A Barcellona il n.10 argentino si trova a meraviglia, e infatti "il mio obiettivo è restare per sempre qui. Vorrei finire la mia carriera nel Barcellona e poi, magari, esaudire il mio sogno di riuscire a giocare in Argentina. Mi piacerebbe che la mia carriera europea si svolgesse tutta in questo club. Io al Real? Non andrò mai a Madrid, né in altre squadre. Oggi dico che vorrei giocare qui per sempre ma so anche che non si può mai essere certi di quello che succede nella carriera di un calciatore. In ogni caso, la mia intenzione è di rimanere qui".

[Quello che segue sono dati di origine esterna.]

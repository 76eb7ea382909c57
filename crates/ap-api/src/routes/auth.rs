//! Token issuance route.

use axum::{extract::State, routing::post, Form, Json, Router};
use serde::{Deserialize, Serialize};
use tracing::{info, warn};
use utoipa::ToSchema;

use ap_core::authenticate;

use crate::error::{ApiError, ErrorResponse};
use crate::state::AppState;

/// Login form data.
#[derive(Debug, Deserialize, ToSchema)]
pub struct TokenRequest {
    /// Username to authenticate.
    pub username: String,
    /// Plain-text password.
    pub password: String,
}

/// Issued bearer token.
#[derive(Debug, Serialize, Deserialize, ToSchema)]
pub struct TokenResponse {
    /// The signed access token.
    pub access_token: String,
    /// Always `bearer`.
    pub token_type: String,
}

/// Creates the auth routes.
pub fn routes() -> Router<AppState> {
    Router::new().route("/token", post(issue_token))
}

/// Exchanges a username/password pair for a bearer token.
///
/// Unknown usernames and wrong passwords yield the same 401 response.
#[utoipa::path(
    post,
    path = "/token",
    request_body(content = TokenRequest, content_type = "application/x-www-form-urlencoded"),
    responses(
        (status = 200, description = "Token issued", body = TokenResponse),
        (status = 401, description = "Invalid username or password", body = ErrorResponse)
    ),
    tag = "Auth"
)]
pub async fn issue_token(
    State(state): State<AppState>,
    Form(form): Form<TokenRequest>,
) -> Result<Json<TokenResponse>, ApiError> {
    let user = authenticate(state.users.as_ref(), &form.username, &form.password)
        .await
        .map_err(|e| {
            warn!(username = %form.username, "login rejected");
            ApiError::from(e)
        })?;

    let access_token = state.tokens.issue(&user.username, state.token_ttl)?;

    info!(username = %user.username, "issued access token");

    Ok(Json(TokenResponse {
        access_token,
        token_type: "bearer".to_string(),
    }))
}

Quindi anche Massimo Moratti, che lo sogna all'Inter, dovrà rassegnarsi. "Ringrazio Moratti perché parla sempre molto bene di me - dice Messi - e sono contento che una persona così importante abbia tanta considerazione di me. Come ho detto, però, la mia carriera sarà tutta a Barcellona". Poi una considerazione sul successo nel Pallone d'oro 2010, arrivato a sorpresa. "Non mi aspettavo di vincere ancora - ammette Messi -. Tutti davano Xavi o Iniesta per favoriti e secondo me lo avrebbero meritato perché hanno disputato una stagione fantastica, vincendo anche il Mondiale che ovviamente per questo premio pesa molto. Ero tranquillo, non credevo che avrei vinto e per questo è stata una bella sorpresa, perché è senza dubbio un premio che fa molto piacere".

La conquista del Pallone d'Oro è stato anche un modo per ribadire la sua superiorità sull'altro grande fuoriclasse che milita in Spagna, Cristiano Ronaldo. "Con lui ho un rapporto normale - spiega -: ci conosciamo, quando lo incontro ci salutiamo e c'è rispetto fra di noi, ma nulla di più. Non abbiamo un legame speciale come quello che posso avere con i miei compagni, non abbiamo mai approfondito la nostra conoscenza". Invece con Ronaldinho, ai tempi del Barcellona, aveva "un rapporto fantastico, i suoi consigli sono stati importantissimi, così come quelli di Deco, Silvinho, Motta: tutti mi hanno aiutato tanto, ma loro in modo speciale. Mi tranquillizzavano, erano sempre disponibili e hanno reso molto più facile il mio inserimento fra i professionisti. Li ringrazierò per sempre, perché non era facile riuscire a farsi accettare in uno spogliatoio dove c'erano così tanti campioni. Se ci sono riuscito è soprattutto per merito loro".

E buono era anche il rapporto con Ibrahimovic, che però a Barcellona non è riuscito a imporsi. "Non penso che Ibra abbia fallito qui, con lui abbiamo pur sempre vinto la Liga - sottolinea Messi -. Tutti sanno come è andata fra lui e il club: non ha lasciato Barcellona per motivi tecnici, ma per altre situazioni delle quali non m'interessa parlare. Ci intendevamo bene in campo, lui ha segnato tanti gol come ha sempre fatto. Il problema non è sicuramente stato tecnico".